平均労働時間は、13週の期間を基準に各週を平均して算定する。
日本は、週40時間労働が基本だから、一見すると、イギリスの労働時間は、日本以上に長時間にみえる。
しかし、オプトアウト制度を利用している労働者は別にして、週48時間の労働時間の上限には、残業時間も含まれているのだから、日本に比べると、それなりに労働時間規制は厳しいと言える。
しかも、労働日と労働日の間には、11時間の休息時間が保障される。

つまり前日に残業2時間をすると9時から17時プラス残業時間2時間で19時まで仕事をすると、11時間の休息時間が保障されるのです。

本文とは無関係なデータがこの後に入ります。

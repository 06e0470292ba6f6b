//! Approximate-factor test
//!
//! Decides whether one price is roughly a fixed multiple of another, which is
//! how a switch between major and minor currency units (dollars vs. cents)
//! shows up in a price series.

/// Relative difference between `num1 * factor` and `num2`.
///
/// Returns `None` when `num2` is zero, since no relative difference exists.
pub fn factor_relative_difference(num1: f64, num2: f64, factor: f64) -> Option<f64> {
    if num2 == 0.0 {
        return None;
    }

    let candidate = num1 * factor;
    Some(((candidate - num2) / num2).abs())
}

/// Test if `num1 * factor` is close to `num2`, within `margin`.
///
/// `margin` is a fraction of `num2` (0.01 = 1%). A zero `num2` never matches,
/// and neither does anything involving NaN.
///
/// ```
/// use denomfix::services::is_approximate_factor;
///
/// assert!(is_approximate_factor(1.0, 100.5, 100.0, 0.01));
/// assert!(!is_approximate_factor(50.0, 50.1, 100.0, 0.01));
/// assert!(!is_approximate_factor(1.0, 0.0, 100.0, 0.5));
/// ```
pub fn is_approximate_factor(num1: f64, num2: f64, factor: f64, margin: f64) -> bool {
    match factor_relative_difference(num1, num2, factor) {
        Some(difference) => difference < margin,
        None => false,
    }
}

#[cfg(test)]
mod tests {
    use super::*;

    #[test]
    fn test_dollar_to_cent_match() {
        // 1.00 * 100 = 100.00 vs 100.50 -> ~0.5% off
        assert!(is_approximate_factor(1.0, 100.5, 100.0, 0.01));
        assert!(is_approximate_factor(1.0, 99.8, 100.0, 0.005));
        assert!(!is_approximate_factor(1.0, 99.4, 100.0, 0.005));
    }

    #[test]
    fn test_same_denomination_does_not_match() {
        assert!(!is_approximate_factor(50.0, 50.1, 100.0, 0.01));
        assert!(!is_approximate_factor(50.0, 50.1, 100.0, 0.70));
    }

    #[test]
    fn test_zero_guard() {
        for num1 in [0.0, 1.0, -3.5, 1e9] {
            for factor in [1.0, 100.0, 1000.0] {
                for margin in [0.0, 0.01, 0.7, 1.0] {
                    assert!(!is_approximate_factor(num1, 0.0, factor, margin));
                }
            }
        }
        assert_eq!(factor_relative_difference(5.0, 0.0, 100.0), None);
        assert!(!is_approximate_factor(5.0, -0.0, 100.0, 1.0));
    }

    #[test]
    fn test_zero_num1_is_full_difference() {
        // 0 * 100 = 0 vs 75 -> relative difference exactly 1
        assert_eq!(factor_relative_difference(0.0, 75.0, 100.0), Some(1.0));
        assert!(!is_approximate_factor(0.0, 75.0, 100.0, 0.70));
        assert!(!is_approximate_factor(0.0, 75.0, 100.0, 1.0));
    }

    #[test]
    fn test_margin_bounds() {
        // Zero margin disables matching, even for an exact multiple
        assert!(!is_approximate_factor(1.0, 100.0, 100.0, 0.0));
        // Margin 1 matches anything strictly closer than 100% away
        assert!(is_approximate_factor(1.0, 190.0, 100.0, 1.0));
        assert!(is_approximate_factor(50.0, 50.1, 1.0, 0.01));
    }

    #[test]
    fn test_matches_absolute_form() {
        // |num1*f - num2| < m*|num2|, checked away from the boundary
        let cases: [(f64, f64, f64, f64, bool); 8] = [
            (1.0, 100.5, 100.0, 0.01, true),
            (1.0, 102.0, 100.0, 0.01, false),
            (2.5, 249.0, 100.0, 0.05, true),
            (2.5, 200.0, 100.0, 0.05, false),
            (0.3, 300.0, 1000.0, 0.02, true),
            (12.0, 1.2, 0.1, 0.01, true),
            (-1.0, 100.0, 100.0, 0.5, false),
            (-1.0, -100.0, 100.0, 0.01, true),
        ];

        for (num1, num2, factor, margin, expected) in cases {
            let absolute_form = (num1 * factor - num2).abs() < margin * f64::abs(num2);
            assert_eq!(absolute_form, expected, "absolute form for {:?}", (num1, num2));
            assert_eq!(
                is_approximate_factor(num1, num2, factor, margin),
                expected,
                "num1={} num2={} factor={} margin={}",
                num1,
                num2,
                factor,
                margin
            );
        }
    }

    #[test]
    fn test_nan_never_matches() {
        assert!(!is_approximate_factor(f64::NAN, 100.0, 100.0, 1.0));
        assert!(!is_approximate_factor(1.0, f64::NAN, 100.0, 1.0));
    }
}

もちろん給与は保障されるのです。

(2)いかに日本の労働者が、保護されていなか!

 労働者保護法を作らなければ、日本の労働者の雇用破壊自体に、歯止めはきかないのです。
 明らかなことは、たたかう労働組合はいま、派遣法改正など改正内容について「改悪を許すな」と求めているが、結局は、改悪されてしまった。
 これらは何故か?日本の雇用、労働がいかにおかしいのかを国民に訴えていないことが原因なのかもしれない。そもそも派遣法自体の必要性については、何も議論すらされていないのです。

 さらに言うと、労働者保護法を確立するという運動すら起きていない。
労働組合自体が非正規・正規と労働者を区別していること自体が問題ではないのだろうか?
 派遣法は、現在は事業法でしかない。それらを司法判断の逃げ場に使われている現状がある。
ここが、グローバル化出来ていない、労働組合の実態、現実なのかもしれない。
いまこそ海外の労働法・実態を学び、労働組合のグローバル化を目指さないと、いけないのかもしれません。
反省こそ前進である。
非正規労働者の地位を上げるには、労働組合自体が、労働者差別をしないということが大前提である。
若者は、若者だけでなく労働者が差別される労働組合に入ろうと思いますか?
EUでもし、このような差別が起きたら、確実に大きな損害賠償となります。
日本の労働組合も、労働者を守るという原点でなにが今、必要なのか?
今一度、考える時期に来ているように思えます。
 TPPなんて入ってきたら、これには、労働の自由化も或わけで、労働者保護法も確立していない日本では、外国人による訴訟問題が確実に増え大変なことになることも間違いないのです。